Top-10 Video-Game Villains
Once again, I’m following T-McBee’s footsteps and listing my favourite villains in video-games. In order to be up here, the villain really only needs to be memorable enough in my book, although I also appreciate comedic value and some twisted elements to them as well.
The list of honourable mentions would run really long, because I tried to scrutinize my choices really hard on this one. So I’ll forego them now, but maybe I’ll make a follow-up list of all the villains who just barely missed out on the Top-10.
Let’s start off with a fighting game villain. I tried hard not to include too many since the list could have easily been filled up with them. To start off, let’s go with a slightly less well-known choice, Gargos from the second Killer Instinct game.
Gargos is often ignored in light of KI: Gold being a lot less prominent than the first game. However, Gargos is in fact an integral player in the series’ mythos, using the heroic Jago to free himself by impersonating the tiger spirit whose bidding Jago follows. This way he escapes from the Void and starts his rampage in KI2.
Gargos is a fucking badass. He is a powerful demon who can kick the asses of anyone who comes near him. I really dig his design and really considered him a massive step up from Eyedol in the first game, who always looked a bit doinky to me. Gargos also has one of my favourite background themes from the game.
However, Gargos did get up here simply on his visual appeal and charisma. He’s not actually that interesting as a villain which is why I put him on the lowest spot of the list.
Senor Susarro and the Grandmaster would have seemed like real shoe-ins for the Top-10 from the first and third Broken Sword games, but I decided to go with Colonel Karzak instead.

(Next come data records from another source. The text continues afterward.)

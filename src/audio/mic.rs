//! CPAL-backed microphone source.
//!
//! The device is opened mono at the recognizer's sample rate with whatever
//! sample format the hardware reports; every format is converted to signed
//! 16-bit up front so the rest of the pipeline is format-agnostic. CPAL
//! delivers audio on its own callback thread, so a bounded channel carries
//! assembled frames to the capture thread, which blocks on `read_frame`.

use super::dispatch::FrameDispatcher;
use super::{DeviceError, SampleSource};
use cpal::traits::{DeviceTrait, HostTrait, StreamTrait};
use cpal::{SampleFormat, SampleRate, StreamConfig};
use crossbeam_channel::{bounded, Receiver};
use std::sync::atomic::{AtomicUsize, Ordering};
use std::sync::Arc;
use tracing::debug;

/// Frames buffered between the callback thread and the capture thread. The
/// recognizer can block for over a second per call, so this absorbs a burst
/// before the dispatcher starts dropping.
const CHANNEL_FRAMES: usize = 64;

/// Live microphone stream producing recognizer-sized frames.
///
/// Created on the capture thread and used only there; the CPAL stream handle
/// is kept alive for the lifetime of the source and released on drop.
pub struct MicSource {
    receiver: Receiver<Vec<i16>>,
    dropped: Arc<AtomicUsize>,
    frame_length: usize,
    _stream: cpal::Stream,
}

impl MicSource {
    /// List input device names so callers can offer a microphone selector.
    pub fn list_devices() -> Result<Vec<String>, DeviceError> {
        let host = cpal::default_host();
        let devices = host
            .input_devices()
            .map_err(|err| DeviceError::NoDevice(err.to_string()))?;
        Ok(devices.filter_map(|d| d.name().ok()).collect())
    }

    /// Open an input device mono/16-bit at `sample_rate`, producing frames of
    /// exactly `frame_length` samples.
    pub fn open(
        preferred_device: Option<&str>,
        sample_rate: u32,
        frame_length: usize,
    ) -> Result<Self, DeviceError> {
        let host = cpal::default_host();
        let device = match preferred_device {
            Some(name) => {
                let mut devices = host
                    .input_devices()
                    .map_err(|err| DeviceError::NoDevice(err.to_string()))?;
                devices
                    .find(|d| d.name().map(|n| n == name).unwrap_or(false))
                    .ok_or_else(|| DeviceError::NoDevice(format!("'{name}' not found")))?
            }
            None => host
                .default_input_device()
                .ok_or_else(|| DeviceError::NoDevice("no default input device".into()))?,
        };

        let format = device
            .default_input_config()
            .map_err(|err| DeviceError::Unsupported(err.to_string()))?
            .sample_format();
        let config = StreamConfig {
            channels: 1,
            sample_rate: SampleRate(sample_rate),
            buffer_size: cpal::BufferSize::Default,
        };
        debug!(
            device = %device.name().unwrap_or_else(|_| "unknown".into()),
            ?format,
            sample_rate,
            frame_length,
            "opening input device"
        );

        let (sender, receiver) = bounded::<Vec<i16>>(CHANNEL_FRAMES);
        let dropped = Arc::new(AtomicUsize::new(0));
        let err_fn = |err| debug!("audio stream error: {err}");

        // Each arm moves its own dispatcher into the callback; only the
        // callback thread ever touches it.
        let stream = match format {
            SampleFormat::I16 => {
                let mut pump = FrameDispatcher::new(frame_length, sender, dropped.clone());
                device.build_input_stream(
                    &config,
                    move |data: &[i16], _| pump.push(data, |sample| sample),
                    err_fn,
                    None,
                )
            }
            SampleFormat::F32 => {
                let mut pump = FrameDispatcher::new(frame_length, sender, dropped.clone());
                device.build_input_stream(
                    &config,
                    move |data: &[f32], _| {
                        pump.push(data, |sample| {
                            (sample.clamp(-1.0, 1.0) * 32_767.0) as i16
                        })
                    },
                    err_fn,
                    None,
                )
            }
            SampleFormat::U16 => {
                let mut pump = FrameDispatcher::new(frame_length, sender, dropped.clone());
                device.build_input_stream(
                    &config,
                    move |data: &[u16], _| {
                        pump.push(data, |sample| (i32::from(sample) - 32_768) as i16)
                    },
                    err_fn,
                    None,
                )
            }
            other => {
                return Err(DeviceError::Unsupported(format!(
                    "sample format {other:?}"
                )))
            }
        }
        .map_err(|err| DeviceError::Unsupported(err.to_string()))?;

        stream
            .play()
            .map_err(|err| DeviceError::Stream(err.to_string()))?;

        Ok(Self {
            receiver,
            dropped,
            frame_length,
            _stream: stream,
        })
    }

    /// Frames discarded because the capture thread fell behind.
    pub fn dropped_frames(&self) -> usize {
        self.dropped.load(Ordering::Relaxed)
    }
}

impl SampleSource for MicSource {
    fn read_frame(&mut self, frame: &mut [i16]) -> Result<(), DeviceError> {
        let chunk = self
            .receiver
            .recv()
            .map_err(|_| DeviceError::Disconnected)?;
        if chunk.len() != frame.len() || frame.len() != self.frame_length {
            return Err(DeviceError::ShortRead {
                expected: frame.len(),
                got: chunk.len(),
            });
        }
        frame.copy_from_slice(&chunk);
        Ok(())
    }
}
//! Whisper-backed recognition engine.
//!
//! Wraps `whisper_rs` behind the streaming [`RecognitionEngine`] contract.
//! Whisper is a batch model, so the adapter buffers incoming frames and runs
//! one transcription pass when flushed. `process_frame` therefore never
//! reports text or an endpoint on its own; endpointing comes entirely from
//! the session's silence policy, which is exactly the fallback path the
//! capture loop already implements.

#[cfg(unix)]
mod platform {
    use crate::config::EngineSettings;
    use crate::engine::{EngineError, EngineOutput, RecognitionEngine};
    use regex::Regex;
    use std::io;
    use std::os::raw::{c_char, c_uint, c_void};
    use std::os::unix::io::AsRawFd;
    use std::sync::{Once, OnceLock};
    use tracing::{debug, warn};
    use whisper_rs::{FullParams, SamplingStrategy, WhisperContext, WhisperContextParameters};

    /// Whisper's native sample rate.
    const SAMPLE_RATE: u32 = 16_000;

    /// 32 ms at 16 kHz. Whisper itself has no frame-size requirement; this
    /// just sets the granularity of the capture loop.
    const FRAME_LENGTH: usize = 512;

    /// Hard cap on buffered audio (30 s). Utterances are normally finalized
    /// by silence long before this.
    const MAX_BUFFER_SAMPLES: usize = 30 * SAMPLE_RATE as usize;

    /// Whisper misbehaves on very short input; pad the utterance to 1 s.
    const MIN_TRANSCRIBE_SAMPLES: usize = SAMPLE_RATE as usize;

    /// Peak amplitude below which the buffered audio is considered empty and
    /// the model is not worth invoking on flush.
    const SIGNAL_FLOOR: i32 = 100;

    /// Whisper model plus the audio buffered for the current utterance.
    pub struct WhisperEngine {
        ctx: WhisperContext,
        buffer: Vec<f32>,
        peak: i32,
        overflow_logged: bool,
    }

    impl WhisperEngine {
        /// Load the model named by `settings.model_path`.
        ///
        /// Whisper takes no access key and has no internal endpointer, so
        /// `access_key` and `endpoint_sensitivity` are ignored; punctuation
        /// is always produced by the model regardless of
        /// `enable_automatic_punctuation`.
        ///
        /// Temporarily redirects stderr to `/dev/null` because whisper.cpp
        /// emits verbose initialization messages.
        pub fn new(settings: &EngineSettings) -> Result<Self, EngineError> {
            install_whisper_log_silencer();

            let model = settings.model_path.to_string_lossy();
            let ctx_result = with_stderr_silenced(|| {
                WhisperContext::new_with_params(model.as_ref(), WhisperContextParameters::default())
            })
            .map_err(|err| EngineError::Init(err.to_string()))?;
            let ctx = ctx_result.map_err(|err| EngineError::Init(err.to_string()))?;

            Ok(Self {
                ctx,
                buffer: Vec::with_capacity(MAX_BUFFER_SAMPLES / 4),
                peak: 0,
                overflow_logged: false,
            })
        }

        fn transcribe(&mut self) -> Result<String, EngineError> {
            let mut state = self
                .ctx
                .create_state()
                .map_err(|err| EngineError::Flush(err.to_string()))?;
            let mut params = FullParams::new(SamplingStrategy::Greedy { best_of: 1 });
            params.set_language(None);
            params.set_detect_language(true);
            // Limit CPU usage so laptops don't max out all cores.
            params.set_n_threads(num_cpus::get().min(8) as i32);
            params.set_print_progress(false);
            params.set_print_timestamps(false);
            params.set_print_special(false);
            params.set_print_realtime(false);
            params.set_translate(false);
            params.set_token_timestamps(false);

            if self.buffer.len() < MIN_TRANSCRIBE_SAMPLES {
                self.buffer.resize(MIN_TRANSCRIBE_SAMPLES, 0.0);
            }
            state
                .full(params, &self.buffer)
                .map_err(|err| EngineError::Flush(err.to_string()))?;

            let mut transcript = String::new();
            let num_segments = match state.full_n_segments() {
                Ok(count) if count >= 0 => count,
                Ok(_) => {
                    warn!("whisper returned a negative segment count");
                    return Ok(transcript);
                }
                Err(err) => {
                    warn!("whisper failed to read segment count: {err}");
                    return Ok(transcript);
                }
            };
            // Whisper splits output into small segments; stitch them together.
            for i in 0..num_segments {
                match state.full_get_segment_text_lossy(i) {
                    Ok(text) => transcript.push_str(&text),
                    Err(err) => warn!("failed to read whisper segment {i}: {err}"),
                }
            }
            Ok(scrub_non_speech(&transcript))
        }
    }

    impl RecognitionEngine for WhisperEngine {
        fn frame_length(&self) -> usize {
            FRAME_LENGTH
        }

        fn sample_rate(&self) -> u32 {
            SAMPLE_RATE
        }

        fn process_frame(&mut self, frame: &[i16]) -> Result<EngineOutput, EngineError> {
            if self.buffer.len() + frame.len() > MAX_BUFFER_SAMPLES {
                if !self.overflow_logged {
                    warn!("utterance buffer full; discarding audio until next flush");
                    self.overflow_logged = true;
                }
                return Ok(EngineOutput::default());
            }
            for &sample in frame {
                self.peak = self.peak.max(i32::from(sample).abs());
                self.buffer.push(f32::from(sample) / 32_768.0);
            }
            Ok(EngineOutput::default())
        }

        fn flush(&mut self) -> Result<String, EngineError> {
            let peak = self.peak;
            let buffered = self.buffer.len();
            let text = if peak < SIGNAL_FLOOR {
                // Nothing above the noise floor was buffered; skip the model.
                String::new()
            } else {
                self.transcribe()?
            };
            self.buffer.clear();
            self.peak = 0;
            self.overflow_logged = false;
            debug!(buffered, peak, chars = text.len(), "whisper flush");
            Ok(text)
        }
    }

    /// Strip whisper's bracketed non-speech annotations and collapse the
    /// remaining whitespace.
    fn scrub_non_speech(text: &str) -> String {
        static NON_SPEECH_RE: OnceLock<Regex> = OnceLock::new();
        let re = NON_SPEECH_RE.get_or_init(|| {
            Regex::new(
                r"(?i)\[\s*\]|\(\s*\)|[\[(]\s*(?:silence|noise|inaudible|blank_audio|blank audio|music|laughter|applause|cough|breath(?:ing)?|wind|background)\s*[\])]",
            )
            .expect("non-speech regex should compile")
        });
        let without_markers = re.replace_all(text.trim(), " ");
        without_markers
            .split_whitespace()
            .collect::<Vec<_>>()
            .join(" ")
    }

    fn with_stderr_silenced<R>(f: impl FnOnce() -> R) -> Result<R, io::Error> {
        let null = std::fs::OpenOptions::new().write(true).open("/dev/null")?;
        let null_fd = null.as_raw_fd();

        // SAFETY: dup(2) duplicates the stderr file descriptor and we restore
        // it before returning; no other thread-owned reference exists.
        let orig_stderr = unsafe { libc::dup(2) };
        if orig_stderr < 0 {
            return Err(io::Error::last_os_error());
        }
        if unsafe { libc::dup2(null_fd, 2) } < 0 {
            let err = io::Error::last_os_error();
            unsafe { libc::close(orig_stderr) };
            return Err(err);
        }

        let result = f();

        let restore = unsafe { libc::dup2(orig_stderr, 2) };
        unsafe { libc::close(orig_stderr) };
        if restore < 0 {
            return Err(io::Error::last_os_error());
        }
        Ok(result)
    }

    fn install_whisper_log_silencer() {
        static INSTALL_LOG_CALLBACK: Once = Once::new();
        INSTALL_LOG_CALLBACK.call_once(|| unsafe {
            whisper_rs::set_log_callback(Some(whisper_log_callback), std::ptr::null_mut());
        });
    }

    unsafe extern "C" fn whisper_log_callback(
        _level: c_uint,
        _text: *const c_char,
        _user_data: *mut c_void,
    ) {
        // Silence the default whisper.cpp logger; diagnostics flow through
        // tracing instead.
    }

    #[cfg(test)]
    mod tests {
        use super::*;
        use std::path::PathBuf;

        #[test]
        fn rejects_missing_model() {
            let settings = EngineSettings {
                access_key: String::new(),
                model_path: PathBuf::from("/no/such/model.bin"),
                endpoint_sensitivity: 0.5,
                enable_automatic_punctuation: false,
            };
            assert!(matches!(
                WhisperEngine::new(&settings),
                Err(EngineError::Init(_))
            ));
        }

        #[test]
        fn scrub_removes_markers_and_collapses_whitespace() {
            assert_eq!(scrub_non_speech("  hi [BLANK_AUDIO]  there "), "hi there");
            assert_eq!(scrub_non_speech("(laughter) ok"), "ok");
            assert_eq!(scrub_non_speech("[ ]"), "");
        }
    }
}

#[cfg(unix)]
pub use platform::WhisperEngine;

#[cfg(not(unix))]
mod platform {
    use crate::config::EngineSettings;
    use crate::engine::{EngineError, EngineOutput, RecognitionEngine};

    /// Stub implementation for unsupported targets such as Windows.
    pub struct WhisperEngine;

    impl WhisperEngine {
        pub fn new(_: &EngineSettings) -> Result<Self, EngineError> {
            Err(EngineError::Init(
                "whisper recognition is currently supported only on Unix-like platforms".into(),
            ))
        }
    }

    impl RecognitionEngine for WhisperEngine {
        fn frame_length(&self) -> usize {
            512
        }

        fn sample_rate(&self) -> u32 {
            16_000
        }

        fn process_frame(&mut self, _: &[i16]) -> Result<EngineOutput, EngineError> {
            Err(EngineError::Process("unsupported platform".into()))
        }

        fn flush(&mut self) -> Result<String, EngineError> {
            Err(EngineError::Flush("unsupported platform".into()))
        }
    }
}

#[cfg(not(unix))]
pub use platform::WhisperEngine;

While the second Broke Sword’s villains galore was a bit more on the comical side, Karzak did stand out in my book as a truly ruthless and malevolent character.
Karzak plans to free the Aztec God of Death, Tezcatlipoca, from his captivity within the Smoking Mirror. In order to do so, he needs the three spirit stones that were used to trap him and Karzak is not above murder, kidnapping or even making an otherwise harmless archaeologist become addicted to drugs in order to get his way. Karzak is a heartless bastard and next to his henchman, Pablo, the single most imposing villain in the game.

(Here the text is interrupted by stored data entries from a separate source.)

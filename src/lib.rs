//! Microphone speech-to-text with a non-blocking polling interface.
//!
//! A [`Session`] owns one background capture thread that reads fixed-size
//! frames from a [`SampleSource`], gates them through an adaptive noise-floor
//! voice detector, and feeds voiced audio to a streaming
//! [`RecognitionEngine`]. The foreground polls [`Session::status`] and
//! [`Session::heard`]; neither call ever blocks on the recognizer.

pub mod audio;
pub mod config;
pub mod engine;
mod lock;
pub mod noise;
pub mod session;
pub mod text;

pub(crate) use lock::lock_or_recover;

pub use audio::{DeviceError, SampleSource};
pub use config::{ConfigError, EngineSettings, SessionConfig};
pub use engine::{EngineError, EngineOutput, RecognitionEngine};
pub use session::{PollStatus, Session, StartError};
//! Adaptive noise-floor model for voice activity gating.
//!
//! Tracks the ambient volume of the room as a running mean and variance of
//! per-frame peak amplitude, updated by an exponential (IIR) filter. A frame
//! counts as voiced when its peak sits well above the current estimate. The
//! model is cheap enough to run on every frame, unlike the recognizer.

/// Peaks below this absolute level are treated as a muted input and never
/// update the model, so a dead microphone cannot drag the estimate to zero.
const SILENCE_FLOOR: i32 = 10;

/// Mixing factor for the exponential update. Small on purpose: the estimate
/// should track slow changes in room tone, not individual words.
const MIX: f32 = 0.02;

/// Number of standard deviations above the mean that counts as voice.
const SPREAD: f32 = 2.0;

/// Running estimate of ambient volume, owned exclusively by the capture
/// thread. The foreground never reads these fields.
#[derive(Debug, Clone)]
pub struct NoiseFloor {
    avg: f32,
    var: f32,
}

impl NoiseFloor {
    /// Starting values assume a moderately noisy room so the first loud frame
    /// is still classified as voice.
    pub fn new() -> Self {
        Self {
            avg: 400.0,
            var: 50.0 * 50.0,
        }
    }

    /// Classify one frame and fold it into the model.
    ///
    /// Returns true when the frame's peak amplitude exceeds the adaptive
    /// threshold. The value used for the model update is clamped to the
    /// threshold so a single shout cannot corrupt the long-run estimate.
    /// Frames below the absolute silence floor are ignored entirely.
    pub fn observe(&mut self, frame: &[i16]) -> bool {
        let peak = frame
            .iter()
            .map(|&s| i32::from(s).abs())
            .max()
            .unwrap_or(0);
        if peak < SILENCE_FLOOR {
            return false;
        }

        let threshold = self.avg + SPREAD * self.var.sqrt();
        let mut vol = peak as f32;
        let voiced = vol > threshold;
        if voiced {
            vol = threshold;
        }

        let diff = vol - self.avg;
        self.avg += MIX * diff;
        self.var += MIX * (diff * diff - self.var);
        voiced
    }

    #[cfg(test)]
    pub(crate) fn snapshot(&self) -> (f32, f32) {
        (self.avg, self.var)
    }
}

impl Default for NoiseFloor {
    fn default() -> Self {
        Self::new()
    }
}
//! Audio capture: the sample source seam and the CPAL microphone backend.
//!
//! The capture thread consumes audio one fixed-size frame at a time through
//! [`SampleSource`]. The production implementation is [`MicSource`], which
//! opens an input device at the recognizer's required rate (mono, 16-bit)
//! and assembles callback buffers into exact frames.

mod dispatch;
mod mic;

pub use mic::MicSource;

use thiserror::Error;

/// Blocking, frame-at-a-time audio input.
///
/// `read_frame` must fill the slice completely or return an error; a short
/// read is never a valid outcome. Implementations are created on the capture
/// thread and used only there, so no `Send` bound is required.
pub trait SampleSource {
    fn read_frame(&mut self, frame: &mut [i16]) -> Result<(), DeviceError>;
}

/// Audio device failures. Open-time variants abort `start`; a read failure
/// mid-session terminates the capture thread and is reported to the
/// foreground as a dead worker on the next poll.
#[derive(Debug, Error)]
pub enum DeviceError {
    #[error("no usable input device: {0}")]
    NoDevice(String),
    #[error("input device rejected the requested configuration: {0}")]
    Unsupported(String),
    #[error("audio stream failed: {0}")]
    Stream(String),
    #[error("audio stream disconnected")]
    Disconnected,
    #[error("expected a frame of {expected} samples, got {got}")]
    ShortRead { expected: usize, got: usize },
}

So why did such an obviously sinister character not make it any higher on the list? Karzak’s only weakness is that he only appears three times throughout the whole game. And while admittedly, in one of those confrontations he kills another central character and nearly one of the two playable characters, Karzak just isn’t prominent enough to warrant a higher spot. Even his evil scheme doesn’t turn out quite the way he intended and he instead staked by Tezcatlipoca immediately as he steps out of the mirror.
What would a Mario game be without Bowser? It’s tough to imagine. The turtle/dragon crossbreed, King of the Koopas, is one of the most iconic villains in video-games and for good reason. Bowser not only has armies of lackeys at his command, he can also change his size and breathe fire.
He also tenaciously pursues his conquest of the Mushroom Kingdom, although his plots are always foiled by the heroic Mario Brothers. Bowser is a cool mix of a character. While he can be gigantic and, at times, positively frightening – he’s actually a bit of a goof-ball. The various Mario spin-offs (particularly the RPG variants) play up Bowser’s comedic side even more, but I think it’s really nice having a villain you can also laugh to as well.
Having said that, Bowser definitely is about as stock as video-game villains go. He has a singular goal which he pursues continuously no matter how many times he fails. He’s a bit of a one-trick pony as many platformer villains tend to be. However, he’s simply so iconic that I couldn’t leave him out of the list.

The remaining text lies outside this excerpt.